Why do so many Catholics have such a difficult time believing in the Real Presence of Jesus in the Eucharist? It pains me when I hear that “former” Catholics are either not going to Mass (except for Christmas, funerals, and weddings) or that they are now finding a home at another wonderful, yet non-Eucharistic Christian Church. If we as Catholics believe that (a) the Mass is truly the sacrifice of Jesus and that (b) we can actually celebrate and receive this real presence of Christ (who sacrificed himself for you and me), how could we not want to sit first in awe and wonder of this great gift? How could we not want to participate in this sacrificial meal where we’re invited to “taste and see” the goodness of the Lord?
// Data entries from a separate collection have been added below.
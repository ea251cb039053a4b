pub mod config;
pub mod constants;
pub mod domain;
pub mod error;
pub mod logging;
pub mod matching;

pub use domain::{AthleteResult, EventCoreComponents, EventHistoryGroup, EventLocationInfo, HistoricalMatch, MatchType};
pub use error::{MatcherError, Result};
pub use matching::{
    events_match_historically, extract_location_info, extract_year_from_name, is_main_series,
    normalize_event_for_matching, normalize_event_name, HistoricalMatcher,
};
I think it began to happen in the 16
th-17
th century. This was the period of the Renaissance—a new way of thinking often called the Enlightenment. Prior to this period, throughout the ancient and medieval worlds, people truly believed that symbols and signs guaranteed the reality that they signified. (Read or re-read about this in my first two bulletin articles about the Real Presence on our websites where I talk more in-depth about this). Let me return to the metaphor of a wedding–one of the only contemporary remnants of this notion: The actual vows (which are words, or symbols), when spoken by a man and a woman actually (or real-ly) cause them to be really married. The reality of marriage is effected (or caused) by the words pronounced.
Back to the Enlightenment. This period saw tremendous changes in philosophy, literature, art, and science. Let me use Rene Descartes, the famous philosopher and mathematician, as an example. When reflecting on what is actually real, Descartes said that you could doubt that this or that was actually real. (Maybe we’re all dreaming and we only “think” we’re awake?) Descartes was not all that wrong. Just because I think something is real doesn’t make it real, does it? No, obviously not. But what Descartes ultimately said was that while I can doubt the reality of most things around me, what I cannot doubt is that there must be an “I” (a “me”) that’s doing the doubting! (In Latin, he said cogito ergo sum). And voila, this enlightened philosophy acted like a knife, driving a wedge between symbols and signs as conduits of what is really real. Now, “reality” was configured by what I thought! How could a sign, like “bread” and the ancient words of Jesus become a “body”? This was simply “not real.” Such a philosophy gave humankind permission to doubt the ancient signs and symbols of the Church, most especially the Eucharistic Lord!
What Descartes did to rational philosophy, the Reformers did to Christian Eucharistic theology. As this Enlightened spirit of individual autonomy spread to Germany and Switzerland, some Christian thinkers hailed liberation from Popes and Bishops (i.e, the church). People did not need hierarchs lecturing from pulpits! People could believe (or not believe) what they wished. Signs became just signs and words were just mere words. (Good words, of course--because preaching became the hallmark of Christian worship as the Eucharist faded further into the background). Luther, who did, in fact, maintain a belief in the Real Presence, rejected the ancient notion of the Mass as a sacrifice of the Body and Blood of Jesus. John Calvin believed that Jesus was present at Eucharist, but when the worship was ended, the bread was just ordinary bread again. And finally, Ulrich Zwingli, preaching in Zurich, maintained that the bread and wine were merely symbols, to begin with. Their sole purpose was to remind us of the ancient words of Jesus. The sole purpose of worship was so that we (those worshipping) could have a “holy communion” ourselves as we recalled the words of Jesus. How could the words spoken at Mass over bread and wine become the Real Presence of Jesus? And thus the 1,500-year-old belief of the Church was challenged again and again by many “reforming” Christians. Word and Reality had become severed, Christians (well-meaning, of course) had become divided. Symbols no longer guaranteed (or effected) what they symbolized.